Viatical Settlements – Do They Really Make Sense?

Viatical Settlements – Do They Really Make Sense?


Viatical Settlement May Be the Answer When Facing Terminal Illness?

Traditionally, life insurance benefits are used to protect family finances upon the death of a breadwinner. However, there is a harsh reality for many individuals facing life-threatening illnesses—eventually, they may lack the financial resources to pay for even basic health care. In recognition of this dilemma, companies have been created with the specific purpose of purchasing a terminally ill individual’s life insurance policy. The cash from the purchase can then be used by the terminally ill individual to help pay for mounting medical expenses. This transaction is called a viatical settlement. Although, on the surface, a viatical settlement may seem like the “only alternative” for many terminally ill individuals, it may not be the best course of action. Before action is taken, it is important to gain a basic understanding of what a viatical settlement is, its limitations, and its potential pitfalls.

The Basics

A viatical settlement (from the Latin word viaticum, meaning “provisions for a journey”) enables a person facing terminal illness to sell his or her life insurance policy for cash at a discount from its face value. Under such an arrangement, a viatical settlement company buys the policy from the terminally ill policy-owner / insured, maintains the premium payments, becomes the owner and beneficiary of the policy, and receives the death benefit upon the individual’s death. Viatical settlements are usually available for those with life expectancies of less than three years.

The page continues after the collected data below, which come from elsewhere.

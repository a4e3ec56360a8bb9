//! Styled terminal output.

use console::{Style, Term};

/// Stderr writer for progress and diagnostics.
///
/// Everything goes to stderr so that JSON written to stdout stays clean.
pub(crate) struct Output {
    term: Term,
    green: Style,
    yellow: Style,
    red: Style,
    bold: Style,
    cyan_bold: Style,
}

impl Output {
    #[must_use]
    pub(crate) fn new() -> Self {
        Self {
            term: Term::stderr(),
            green: Style::new().green(),
            yellow: Style::new().yellow(),
            red: Style::new().red(),
            bold: Style::new().bold(),
            cyan_bold: Style::new().cyan().bold(),
        }
    }

    /// Plain line.
    pub(crate) fn info(&self, msg: &str) {
        let _ = self.term.write_line(msg);
    }

    /// `name: value` line with the name in bold.
    pub(crate) fn field(&self, name: &str, value: &str) {
        let _ = self
            .term
            .write_line(&format!("{}: {value}", self.bold.apply_to(name)));
    }

    /// Green line.
    pub(crate) fn success(&self, msg: &str) {
        let _ = self.term.write_line(&self.green.apply_to(msg).to_string());
    }

    /// Yellow line.
    pub(crate) fn warning(&self, msg: &str) {
        let _ = self.term.write_line(&self.yellow.apply_to(msg).to_string());
    }

    /// Red line.
    pub(crate) fn error(&self, msg: &str) {
        let _ = self.term.write_line(&self.red.apply_to(msg).to_string());
    }

    /// Indented red bullet for one of several problems.
    pub(crate) fn problem(&self, msg: &str) {
        let _ = self
            .term
            .write_line(&format!("  {} {msg}", self.red.apply_to("✗")));
    }

    /// Cyan bold heading.
    pub(crate) fn heading(&self, msg: &str) {
        let _ = self
            .term
            .write_line(&self.cyan_bold.apply_to(msg).to_string());
    }
}
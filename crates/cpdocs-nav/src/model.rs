//! Sidebar navigation data model.
//!
//! Serialized values follow the sidebar shape the site framework consumes:
//!
//! ```json
//! { "label": "Reference", "collapsed": true, "autogenerate": { "directory": "reference" } }
//! { "label": "Introduction", "link": "/python/introduction/" }
//! ```
//!
//! Deserialization goes through [`ItemDefinition`] so that a group can never
//! carry both `items` and `autogenerate`, and an entry never carries both
//! `link` and `slug`.

use std::collections::BTreeMap;

use serde::{Deserialize, Serialize};

use crate::definition::ItemDefinition;

/// Visual style of a badge.
#[derive(Clone, Copy, Debug, Default, PartialEq, Eq, Serialize, Deserialize)]
#[serde(rename_all = "lowercase")]
pub enum BadgeVariant {
    Note,
    Tip,
    Caution,
    Danger,
    Success,
    #[default]
    Default,
}

/// Short annotation rendered next to a sidebar label (e.g. "New", "WIP").
#[derive(Clone, Debug, PartialEq, Eq, Serialize, Deserialize)]
#[serde(deny_unknown_fields)]
pub struct Badge {
    /// Badge text.
    pub text: String,
    /// Badge style.
    #[serde(default)]
    pub variant: BadgeVariant,
}

impl Badge {
    pub fn new(text: impl Into<String>, variant: BadgeVariant) -> Self {
        Self {
            text: text.into(),
            variant,
        }
    }
}

/// Where an entry points.
#[derive(Clone, Debug, PartialEq, Eq, Serialize)]
#[serde(rename_all = "lowercase")]
pub enum LinkTarget {
    /// URL path or external URL (`/python/introduction/`).
    Link(String),
    /// Content collection slug (`python/introduction`).
    Slug(String),
}

impl LinkTarget {
    /// The target as written.
    #[must_use]
    pub fn as_str(&self) -> &str {
        match self {
            Self::Link(s) | Self::Slug(s) => s,
        }
    }
}

/// Instruction for the site framework to build entries from a content directory.
#[derive(Clone, Debug, PartialEq, Eq, Serialize, Deserialize)]
#[serde(deny_unknown_fields)]
pub struct AutogenDirective {
    /// Content directory, relative to the docs root, without surrounding slashes.
    pub directory: String,
}

impl AutogenDirective {
    /// Create a directive, trimming surrounding slashes from `directory`.
    pub fn new(directory: impl AsRef<str>) -> Self {
        Self {
            directory: directory.as_ref().trim_matches('/').to_owned(),
        }
    }
}

/// A single sidebar link.
#[derive(Clone, Debug, PartialEq, Eq, Serialize, Deserialize)]
#[serde(try_from = "ItemDefinition")]
pub struct NavigationEntry {
    /// Display label.
    pub label: String,
    /// Link target.
    #[serde(flatten)]
    pub target: LinkTarget,
    /// Optional badge.
    #[serde(skip_serializing_if = "Option::is_none")]
    pub badge: Option<Badge>,
}

impl NavigationEntry {
    /// Entry linking to a URL path.
    pub fn link(label: impl Into<String>, link: impl Into<String>) -> Self {
        Self {
            label: label.into(),
            target: LinkTarget::Link(link.into()),
            badge: None,
        }
    }

    /// Entry referencing a content slug.
    pub fn slug(label: impl Into<String>, slug: impl Into<String>) -> Self {
        Self {
            label: label.into(),
            target: LinkTarget::Slug(slug.into()),
            badge: None,
        }
    }

    #[must_use]
    pub fn with_badge(mut self, badge: Badge) -> Self {
        self.badge = Some(badge);
        self
    }
}

/// Children of a group: exactly one of an explicit list or a directive.
#[derive(Clone, Debug, PartialEq, Eq, Serialize)]
#[serde(rename_all = "lowercase")]
pub enum GroupContents {
    /// Explicit ordered children.
    Items(Vec<SidebarItem>),
    /// Entries derived from a content directory by the site framework.
    Autogenerate(AutogenDirective),
}

impl GroupContents {
    /// Directive contents for `directory`.
    pub fn autogenerate(directory: impl AsRef<str>) -> Self {
        Self::Autogenerate(AutogenDirective::new(directory))
    }
}

/// A labelled group of entries and nested groups.
#[derive(Clone, Debug, PartialEq, Eq, Serialize, Deserialize)]
#[serde(try_from = "ItemDefinition")]
pub struct NavigationGroup {
    /// Display label in the default locale.
    pub label: String,
    /// Labels for other locales, keyed by locale.
    #[serde(skip_serializing_if = "BTreeMap::is_empty")]
    pub translations: BTreeMap<String, String>,
    /// Whether the group starts collapsed.
    pub collapsed: bool,
    /// Optional badge.
    #[serde(skip_serializing_if = "Option::is_none")]
    pub badge: Option<Badge>,
    /// Children.
    #[serde(flatten)]
    pub contents: GroupContents,
}

impl NavigationGroup {
    /// Expanded group without translations or badge.
    pub fn new(label: impl Into<String>, contents: GroupContents) -> Self {
        Self {
            label: label.into(),
            translations: BTreeMap::new(),
            collapsed: false,
            badge: None,
            contents,
        }
    }

    /// Complete a [`PartialGroup`] with its label and translations.
    pub fn from_partial(
        label: impl Into<String>,
        translations: BTreeMap<String, String>,
        partial: PartialGroup,
    ) -> Self {
        Self {
            label: label.into(),
            translations,
            collapsed: partial.collapsed,
            badge: partial.badge,
            contents: partial.contents,
        }
    }

    /// Explicit children, or `None` for an autogenerated group.
    #[must_use]
    pub fn items(&self) -> Option<&[SidebarItem]> {
        match &self.contents {
            GroupContents::Items(items) => Some(items),
            GroupContents::Autogenerate(_) => None,
        }
    }

    /// The directive of an autogenerated group.
    #[must_use]
    pub fn autogenerate(&self) -> Option<&AutogenDirective> {
        match &self.contents {
            GroupContents::Items(_) => None,
            GroupContents::Autogenerate(directive) => Some(directive),
        }
    }
}

/// A group definition without its label.
///
/// Input to the label resolver, which supplies the label from the locale
/// dictionaries.
#[derive(Clone, Debug, PartialEq, Eq)]
pub struct PartialGroup {
    pub collapsed: bool,
    pub badge: Option<Badge>,
    pub contents: GroupContents,
}

impl PartialGroup {
    /// Partial group with explicit children.
    pub fn items(items: Vec<SidebarItem>) -> Self {
        Self {
            collapsed: false,
            badge: None,
            contents: GroupContents::Items(items),
        }
    }

    /// Partial group generated from a content directory.
    pub fn autogenerate(directory: impl AsRef<str>) -> Self {
        Self {
            collapsed: false,
            badge: None,
            contents: GroupContents::autogenerate(directory),
        }
    }

    #[must_use]
    pub fn collapsed(mut self, collapsed: bool) -> Self {
        self.collapsed = collapsed;
        self
    }

    #[must_use]
    pub fn with_badge(mut self, badge: Badge) -> Self {
        self.badge = Some(badge);
        self
    }
}

/// A child of a group.
#[derive(Clone, Debug, PartialEq, Eq, Serialize, Deserialize)]
#[serde(untagged, try_from = "ItemDefinition")]
pub enum SidebarItem {
    Entry(NavigationEntry),
    Group(NavigationGroup),
}

impl SidebarItem {
    /// Display label of the item.
    #[must_use]
    pub fn label(&self) -> &str {
        match self {
            Self::Entry(entry) => &entry.label,
            Self::Group(group) => &group.label,
        }
    }
}

impl From<NavigationEntry> for SidebarItem {
    fn from(entry: NavigationEntry) -> Self {
        Self::Entry(entry)
    }
}

impl From<NavigationGroup> for SidebarItem {
    fn from(group: NavigationGroup) -> Self {
        Self::Group(group)
    }
}
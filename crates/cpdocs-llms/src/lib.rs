//! llms.txt docs-export plugin configuration for cpdocs.
//!
//! The plugin itself runs inside the site framework. This crate owns its
//! options ([`LlmsTxtConfig`]) and reproduces how they select and order
//! pages ([`ExportPlan`]), so the selection can be checked before a build.

mod config;
mod error;
mod plan;

pub use config::{CustomSet, LlmsTxtConfig, OptionalLink};
pub use error::LlmsError;
pub use plan::{ExportPlan, PathMatcher, SetPlan};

If an individual seriously considers selling his or her policy to a viatical settlement company, there are a number of questions that need to be considered before making a decision:

  • Why was the policy originally purchased, and does that need still exist?


Typically, a life insurance policy is purchased to help maintain a family’s financial security in the event of an untimely or unexpected death. Policy proceeds are used to help ensure adequate education funding, cover a mortgage liability, supplement a spouse’s retirement, and / or pay estate taxes. An insured will need to weigh the benefit of selling his or her policy versus the potentially negative impact that the lack of a life insurance death benefit could have on his or her family.

  • What percentage of the policy’s death benefit will a viatical settlement company pay?


Viatical settlement companies pay between 50% and 80% of the policy’s death benefit (less any outstanding loans). Generally, the amount depends on the insured’s life expectancy. Shorter life expectancies (less than six months) generally pay the highest percentage. Thus, economics will play an important part in determining the overall benefit of accepting a viatical settlement.

  • Will the acceptance of a viatical settlement create any adverse financial consequences?


It is possible that the proceeds of a viatical settlement could nullify eligibility for government assistance programs (e.g., Medicaid). Also, a viatical settlement may be considered income for tax purposes. Finally, a viatical settlement may be subject to the claims of creditors. On the other hand, a life insurance policy’s death benefit proceeds are generally not income taxable, nor subject to the claims of creditors.

  • Have all alternatives been properly explored?


Permanent life insurance policies generally have a cash value component. The cash value can be borrowed against, or used to secure a loan from a lending institution. In addition, some policies may pay a portion of the policy’s death benefit under certain circumstances. Under all of these alternatives, the insured retains ownership of the policy, which may add comfort and security for beneficiaries.

A Cautious Approach is Best

The emotional and physical toll that a terminal illness can have on an individual is difficult to comprehend and affects people in different ways. At the same time, the economic impact a terminal illness can have on an individual’s or a family’s financial situation can make matters all the worse. With this in mind, it is important to recognize that there are options. In this respect, a viatical settlement may carry some appeal. However, familiarity with the potential pitfalls is essential before taking action. For this reason, it is important to consult with a qualified insurance, legal, and tax professional to make the best decision under already difficult circumstances.